要在GitHub上执行或查看/下载此笔记本
从零开始的语音增强
所以你想用语音进行回归任务吗?不用再找了,你来对地方了。本教程将带你通过一个基本的语音增强模板,使用SpeechBrain展示制作新配方所需的所有组件。
在深入代码之前,让我们先简单介绍一下语音增强的问题。语音增强的目标是从输入录音中去除噪音:
这个问题非常困难,因为可能有各种各样的干扰会破坏语音信号。
解决问题有不同的方法。如今,最流行的技术之一是基于掩码的语音增强:
在掩蔽方法中,我们不是直接估计增强信号,而是估计一个软掩码。然后,我们通过将噪声信号与软掩码相乘来估计增强信号。
根据输入/输出的类型,我们可以有:
波形掩码(如上图所示)
光谱掩蔽(如下图所示)
在频谱掩蔽中,系统将噪声频谱图映射为干净的频谱图。这种映射通常被认为比波形到波形的映射更容易。然而,在时域中检索信号需要添加相位信息。常见的解决方案(合理但不理想)是使用噪声信号的相位。波形掩蔽方法不受此限制,并且在社区中逐渐受到欢迎。
值得一提的是,SpeechBrain 目前支持更先进的语音增强解决方案,例如 MetricGAN+(在对抗训练框架中学习 PESQ 指标)和 MimicLoss(利用来自语音识别器的信息实现更好的增强)。
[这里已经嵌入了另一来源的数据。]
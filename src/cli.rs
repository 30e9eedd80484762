//! Command-line parsing for the `gamma` and `glinfo` tools.
//!
//! Both tools take single-character flags only. clap's generated help and
//! version flags are turned off: `-h` is an ordinary flag here, and the
//! caller prints the fixed usage text and picks the exit status.
//!
//! Flags are processed left to right: a repeated flag stays set, the last
//! value given for an option wins, and `-h` takes effect if it appears before
//! the first unrecognized option.

use std::ffi::OsString;

use clap::error::{ContextKind, ContextValue, ErrorKind};
use clap::Parser;

use crate::config::{
    parse_profile, parse_strategy, parse_version_component, ConfigError, DisplayMode,
    GammaConfig, InfoConfig,
};

const GAMMA_FLAGS: &str = "hf";
const GAMMA_VALUE_FLAGS: &str = "";

const INFO_FLAGS: &str = "hdflmnpr";
const INFO_VALUE_FLAGS: &str = "mnpr";

pub const GAMMA_USAGE: &str = "Usage: gamma [-h] [-f]\n";

pub const INFO_USAGE: &str = "\
Usage: glinfo [-h] [-m MAJOR] [-n MINOR] [-d] [-l] [-f] [-p PROFILE] [-r STRATEGY]
available profiles: core compat es2
available strategies: none lose
";

/// Outcome of a successful parse.
#[derive(Debug, Clone, PartialEq, Eq)]
pub enum Command<T> {
    /// Run the tool with the parsed configuration.
    Run(T),
    /// `-h` was given; print usage and exit successfully.
    Help,
}

/// Gamma correction test
#[derive(Parser, Debug, Default)]
#[command(
    name = "gamma",
    disable_help_flag = true,
    disable_version_flag = true,
    args_override_self = true
)]
pub struct GammaCli {
    /// Print usage and exit
    #[arg(short = 'h')]
    pub help: bool,

    /// Use a fullscreen surface at desktop resolution
    #[arg(short = 'f')]
    pub fullscreen: bool,
}

impl GammaCli {
    #[must_use]
    pub fn into_config(self) -> GammaConfig {
        GammaConfig {
            mode: if self.fullscreen {
                DisplayMode::Fullscreen
            } else {
                DisplayMode::Windowed
            },
        }
    }
}

/// Window system and OpenGL version information dumper
#[derive(Parser, Debug, Default)]
#[command(
    name = "glinfo",
    disable_help_flag = true,
    disable_version_flag = true,
    args_override_self = true
)]
pub struct InfoCli {
    /// Print usage and exit
    #[arg(short = 'h')]
    pub help: bool,

    /// Request a debug context
    #[arg(short = 'd')]
    pub debug: bool,

    /// Request a forward-compatible context
    #[arg(short = 'f')]
    pub forward: bool,

    /// List supported extensions
    #[arg(short = 'l')]
    pub list: bool,

    /// Requested context major version
    #[arg(short = 'm', value_name = "MAJOR", allow_hyphen_values = true)]
    pub major: Option<String>,

    /// Requested context minor version
    #[arg(short = 'n', value_name = "MINOR", allow_hyphen_values = true)]
    pub minor: Option<String>,

    /// Context profile (core, compat, es2)
    #[arg(short = 'p', value_name = "PROFILE", allow_hyphen_values = true)]
    pub profile: Option<String>,

    /// Robustness strategy (none, lose)
    #[arg(short = 'r', value_name = "STRATEGY", allow_hyphen_values = true)]
    pub strategy: Option<String>,
}

impl InfoCli {
    /// Resolve the raw flag values into an [`InfoConfig`].
    pub fn into_config(self) -> Result<InfoConfig, ConfigError> {
        let mut config = InfoConfig {
            debug: self.debug,
            forward_compat: self.forward,
            list_extensions: self.list,
            ..InfoConfig::default()
        };

        if let Some(ref major) = self.major {
            config.major = parse_version_component('m', major)?;
        }
        if let Some(ref minor) = self.minor {
            config.minor = parse_version_component('n', minor)?;
        }
        if let Some(ref profile) = self.profile {
            config.profile = Some(parse_profile(profile)?);
        }
        if let Some(ref strategy) = self.strategy {
            config.strategy = Some(parse_strategy(strategy)?);
        }

        Ok(config)
    }
}

/// Parse the gamma tool's arguments. The first item is the program name.
pub fn parse_gamma_args<I, T>(args: I) -> Result<Command<GammaConfig>, ConfigError>
where
    I: IntoIterator<Item = T>,
    T: Into<OsString> + Clone,
{
    let args: Vec<OsString> = args.into_iter().map(Into::into).collect();
    if help_requested(&args, GAMMA_FLAGS, GAMMA_VALUE_FLAGS) {
        return Ok(Command::Help);
    }
    let cli = GammaCli::try_parse_from(args).map_err(config_error)?;
    if cli.help {
        return Ok(Command::Help);
    }
    Ok(Command::Run(cli.into_config()))
}

/// Parse the info tool's arguments. The first item is the program name.
pub fn parse_info_args<I, T>(args: I) -> Result<Command<InfoConfig>, ConfigError>
where
    I: IntoIterator<Item = T>,
    T: Into<OsString> + Clone,
{
    let args: Vec<OsString> = args.into_iter().map(Into::into).collect();
    if help_requested(&args, INFO_FLAGS, INFO_VALUE_FLAGS) {
        return Ok(Command::Help);
    }
    let cli = InfoCli::try_parse_from(args).map_err(config_error)?;
    if cli.help {
        return Ok(Command::Help);
    }
    cli.into_config().map(Command::Run)
}

/// Scan short-flag clusters in order and report whether `-h` is reached
/// before anything unrecognized. Option values are skipped, not checked.
fn help_requested(args: &[OsString], flags: &str, value_flags: &str) -> bool {
    let mut tokens = args.iter().skip(1);
    while let Some(token) = tokens.next() {
        let Some(token) = token.to_str() else {
            return false;
        };
        let Some(cluster) = token.strip_prefix('-') else {
            return false;
        };
        if cluster.is_empty() || cluster.starts_with('-') {
            return false;
        }

        for (i, flag) in cluster.char_indices() {
            if !flags.contains(flag) {
                return false;
            }
            if flag == 'h' {
                return true;
            }
            if value_flags.contains(flag) {
                // An attached value ends the cluster; otherwise it is the next token
                if i + flag.len_utf8() == cluster.len() {
                    tokens.next();
                }
                break;
            }
        }
    }
    false
}

fn config_error(err: clap::Error) -> ConfigError {
    let arg = match err.get(ContextKind::InvalidArg) {
        Some(ContextValue::String(arg)) => arg.clone(),
        _ => String::new(),
    };

    match err.kind() {
        ErrorKind::UnknownArgument if arg.starts_with('-') => ConfigError::UnknownOption(arg),
        ErrorKind::UnknownArgument => ConfigError::UnexpectedArgument(arg),
        ErrorKind::InvalidValue | ErrorKind::NoEquals => ConfigError::MissingValue(arg),
        kind => ConfigError::Other(kind.to_string()),
    }
}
在本教程中,我们将指导您创建一个基于频谱掩蔽的简单语音增强系统。
特别是,我们将参考这里报告的示例:
https://github.com/speechbrain/speechbrain/blob/develop/templates/enhancement/
README 提供了一个很好的介绍,因此在这里重现:
==========================
此文件夹提供了一个完整且文档齐全的示例,用于从头开始训练语音增强模型,基于几小时的数据。我们使用的数据来自Mini Librispeech + OpenRIR。
这里有四个文件:
train.py: 主代码文件,概述了整个训练过程。train.yaml: 超参数文件,设置所有执行参数。custom_model.py: 一个包含PyTorch模块定义的文件。mini_librispeech_prepare.py: 如果需要,下载并准备数据清单。
要训练一个增强模型,只需在命令行中执行以下操作:
python train.py train.yaml --data_folder /path/to/save/mini_librispeech
这将自动下载并准备mini librispeech的数据清单,然后使用噪声、混响和嘈杂声动态生成噪声样本,训练模型。
=========================
首先,让我们确保我们可以在不进行任何修改的情况下运行模板。
%%capture
# Installing SpeechBrain via pip
BRANCH = 'develop'
!python -m pip install git+https://github.com/speechbrain/speechbrain.git@$BRANCH
# Clone SpeechBrain repository
!git clone https://github.com/speechbrain/speechbrain/
import speechbrain as sb
%cd speechbrain/templates/enhancement
!python train.py train.yaml --device='cpu' --debug
Train.py中的配方概述
让我们从食谱的最高层次开始,逐步深入。为此,我们应该查看食谱的底部,其中if __name__ == "__main__":块定义了食谱结构。基本过程是:
加载超参数和命令行覆盖。
准备数据清单和加载对象。
实例化
SEBrain子类为se_brain。调用
se_brain.fit()进行训练。调用
se_brain.evaluate()来检查最终性能。
就是这样!在我们实际运行这段代码之前,让我们手动定义SEBrain作为Brain类的子类。如果你想了解更多关于Brain类如何工作的深入教程,请查看Brain教程。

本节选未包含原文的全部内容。